The results an organization achieves are strongly proportional to the quality of its governance. The governance, be it a board of directors, a level of government, or some other entity, has several essential duties:

1. To ensure that the purpose of the museum is clearly articulated.
2. To hire and manage staff (or engage volunteers) who have the capability to advance the purpose.
3. To acquire resources to advance the purpose.
4. To continue to strengthen the governance of the organization.

Recent advances in governance have given new meaning to the "purpose" of an organization. The old approach of stating a Mission, Vision, and Values has proven ineffective as a standard to measure performance and is being replaced by the concept of Ends. An Ends statement articulates for whom the organization exists, how those individuals will be impacted by the organization, and why that impact is valuable - why would someone invest time, money, and effort in getting that result.

Understanding the purpose, the Ends of an organization are so vital that a governing entity should take all the paper necessary to craft those statements - rather than trying for a brief mission as in the past. Once the fuller statements are in place, more compact versions for communications purposes can be crafted.

If the Ends are to be important to the community it is essential that they be crafted after deep listening and research.

Integrate all dimensions of sustainability - social, cultural, health, environmental and financial - into a vibrant expression of community.

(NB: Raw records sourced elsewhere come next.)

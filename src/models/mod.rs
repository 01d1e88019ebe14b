//! Data models for the toilet review server.
//!
//! This module contains the stored documents (toilets, comments, ratings,
//! users, image metadata) and the DTOs returned by the HTTP API.

mod comment;
mod geo;
mod image;
mod rating;
mod toilet;
mod user;

pub use comment::*;
pub use geo::*;
pub use image::*;
pub use rating::*;
pub use toilet::*;
pub use user::*;

use serde::Serialize;
use uuid::Uuid;

/// Public URL of an image's content
pub fn image_url(base_url: &str, id: Uuid) -> String {
    format!("{}/api/v1/images/{}", base_url, id)
}

/// Response body for delete endpoints
#[derive(Debug, Serialize)]
pub struct DeleteResponse {
    pub success: bool,
    pub message: String,
    pub id: Uuid,
}

impl DeleteResponse {
    pub fn new(kind: &str, id: Uuid) -> Self {
        Self {
            success: true,
            message: format!("{} {} deleted successfully", kind, id),
            id,
        }
    }
}
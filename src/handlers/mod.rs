//! HTTP request handlers for the toilet review server.
//!
//! This module contains all endpoint handlers organized by resource:
//! - `toilets`: Toilet CRUD and nearby search
//! - `comments`: Comments and their linkage to toilets
//! - `ratings`: Ratings (1-5)
//! - `images`: Image upload and serving
//! - `users`: User registration and lookup
//! - `admin`: Moderation endpoints (local only)
//! - `health`: Health check endpoints

pub mod admin;
pub mod comments;
pub mod health;
pub mod images;
pub mod ratings;
pub mod sequence;
pub mod toilets;
pub mod users;

pub use admin::admin_routes;
pub use comments::comment_routes;
pub use health::health_routes;
pub use images::image_routes;
pub use ratings::rating_routes;
pub use toilets::toilet_routes;
pub use users::user_routes;
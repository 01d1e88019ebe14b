//! Document store on top of RocksDB.
//!
//! Every entity is stored as a JSON document keyed by its UUID. Secondary
//! indexes live in their own column families so that aggregations and
//! uniqueness checks never need to decode full documents.
//!
//! # Data Organization
//!
//! - `toilets`: Toilet documents (key: UUID)
//! - `comments`: Comment documents (key: UUID)
//! - `ratings`: Rating documents (key: UUID)
//! - `toilet_ratings`: `toilet:rating` -> rating value (single byte)
//! - `user_ratings`: `user:toilet` -> rating UUID (one rating per user and toilet)
//! - `users`: User documents (key: UUID)
//! - `user_emails`: normalized email -> user UUID
//! - `images`: Image metadata documents (key: UUID)
//!
//! RocksDB offers no read-modify-write transactions on a plain DB, so every
//! mutation that reads a toilet document before rewriting it runs under
//! `write_lock`. The lock guards synchronous code only and is never held
//! across an `.await`.

use crate::config::StorageConfig;
use crate::error::{AppError, Result};
use crate::models::{
    normalize_email, Comment, GeoPoint, ImageMeta, Rating, RatingSummary, RatingValue, Toilet,
    User,
};
use chrono::Utc;
use rocksdb::{
    BoundColumnFamily, ColumnFamilyDescriptor, DBWithThreadMode, Direction, IteratorMode,
    MultiThreaded, Options, WriteBatch,
};
use serde::de::DeserializeOwned;
use serde::Serialize;
use std::path::PathBuf;
use std::sync::{Arc, Mutex, MutexGuard};
use tracing::{debug, info, warn};
use uuid::Uuid;

type DB = DBWithThreadMode<MultiThreaded>;

/// Column family names
const CF_TOILETS: &str = "toilets";
const CF_COMMENTS: &str = "comments";
const CF_RATINGS: &str = "ratings";
const CF_TOILET_RATINGS: &str = "toilet_ratings";
const CF_USER_RATINGS: &str = "user_ratings";
const CF_USERS: &str = "users";
const CF_USER_EMAILS: &str = "user_emails";
const CF_IMAGES: &str = "images";

const COLUMN_FAMILIES: [&str; 8] = [
    CF_TOILETS,
    CF_COMMENTS,
    CF_RATINGS,
    CF_TOILET_RATINGS,
    CF_USER_RATINGS,
    CF_USERS,
    CF_USER_EMAILS,
    CF_IMAGES,
];

/// Database service holding all documents
pub struct DatabaseService {
    db: Arc<DB>,
    db_path: PathBuf,
    write_lock: Mutex<()>,
}

impl std::fmt::Debug for DatabaseService {
    fn fmt(&self, f: &mut std::fmt::Formatter<'_>) -> std::fmt::Result {
        f.debug_struct("DatabaseService")
            .field("path", &self.db_path)
            .finish()
    }
}

/// Entity counts for the stats endpoints
#[derive(Debug, Clone, Default, serde::Serialize)]
pub struct DatabaseStats {
    pub toilets: u64,
    pub comments: u64,
    pub ratings: u64,
    pub users: u64,
    pub images: u64,
}
//! Toilet Review Server - Entry Point
//!
//! Initializes logging, loads configuration, and starts the HTTP servers.

use toilet_review_server::{
    config::{Config, LoggingConfig},
    run,
};
use tracing_subscriber::{fmt, prelude::*, EnvFilter};

#[tokio::main]
async fn main() -> anyhow::Result<()> {
    // Load configuration
    let config = Config::load_default()?;

    // Initialize logging
    init_logging(&config.logging)?;

    tracing::info!(
        version = env!("CARGO_PKG_VERSION"),
        "Starting Toilet Review Server"
    );

    run(config).await
}

/// Initialize logging based on configuration
fn init_logging(config: &LoggingConfig) -> anyhow::Result<()> {
    let filter = EnvFilter::try_from_default_env().unwrap_or_else(|_| EnvFilter::new(&config.level));

    match config.format.as_str() {
        "json" => {
            tracing_subscriber::registry()
                .with(filter)
                .with(fmt::layer().json())
                .try_init()?;
        }
        _ => {
            tracing_subscriber::registry()
                .with(filter)
                .with(fmt::layer().pretty())
                .try_init()?;
        }
    }

    Ok(())
}
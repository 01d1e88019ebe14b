//! User endpoints.

use axum::{
    extract::{Path, Query, State},
    http::StatusCode,
    routing::get,
    Json, Router,
};
use uuid::Uuid;

use crate::error::Result;
use crate::models::{CreateUserRequest, UserLookupQuery, UserResponse};
use crate::state::AppState;

/// POST /api/v1/users
async fn create_user(
    State(state): State<AppState>,
    Json(request): Json<CreateUserRequest>,
) -> Result<(StatusCode, Json<UserResponse>)> {
    let user = state.users.create(request)?;
    Ok((StatusCode::CREATED, Json(user)))
}

/// GET /api/v1/users/{id}
async fn get_user(
    State(state): State<AppState>,
    Path(id): Path<Uuid>,
) -> Result<Json<UserResponse>> {
    Ok(Json(state.users.get(id)?))
}

/// GET /api/v1/users?email=
async fn find_user(
    State(state): State<AppState>,
    Query(query): Query<UserLookupQuery>,
) -> Result<Json<UserResponse>> {
    Ok(Json(state.users.find_by_email(&query.email)?))
}

/// Create user routes
pub fn user_routes() -> Router<AppState> {
    Router::new()
        .route("/", get(find_user).post(create_user))
        .route("/{id}", get(get_user))
}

Beyond listening and responding, a museum today has the opportunity to wrap its communications processes into a continuous dialogue or conversations and become a truly participatory museum - so there is continuous two-way interaction among the museum and its larger community.

Relevance:

Today as museums are struggling to stay open and financially viable, the big challenge is to be seen as still relevant and as having a significant place in the hierarchy of priorities for individuals and for their communities.

The model that worked in pre-COVID Canada, and in pre-oil price collapse Alberta, mostly worked because grants, government support, and donations were much more available than they are now. While it is true that museums needed to be seen then as "vital, necessary and active contributors to our community" as stated in the document, today we should add "and be seen as still relevant and important in the changed circumstances that all not-for-profits, including museums, face."

To remain relevant, museums need to:

a) In the short term, create different and innovative programming, events, and pricing that make them an attractive destination when COVID rules permit them to be open. In terms of programming, one solution Resurgo and other smaller museums have devised is to collaborate with other facilities (e.g., historic groups, music groups, other small and nearby museums) to broaden their reach and attract new audiences. Another program Resurgo has created is "family Sundays" where there is a range of activities for different age groups and attractive pricing that means a family can have interesting and entertaining activities for a reasonable and competitive price.

b) For the long term, make the case with government, corporate, and individual donors that museums are important and need to still be here when the pandemic is over and the economy is recovering. The case for museums' relevance and survival also needs to be made with various levels of government, particularly civic councils, with the media, and with community opinion leaders. This could mean bringing media and community leaders to the museum to see firsthand what the museum is doing to remain relevant.

I would add that museum boards need to be more than stewards who provide governance, and should include members who understand entrepreneurship, marketing, and community profile raising.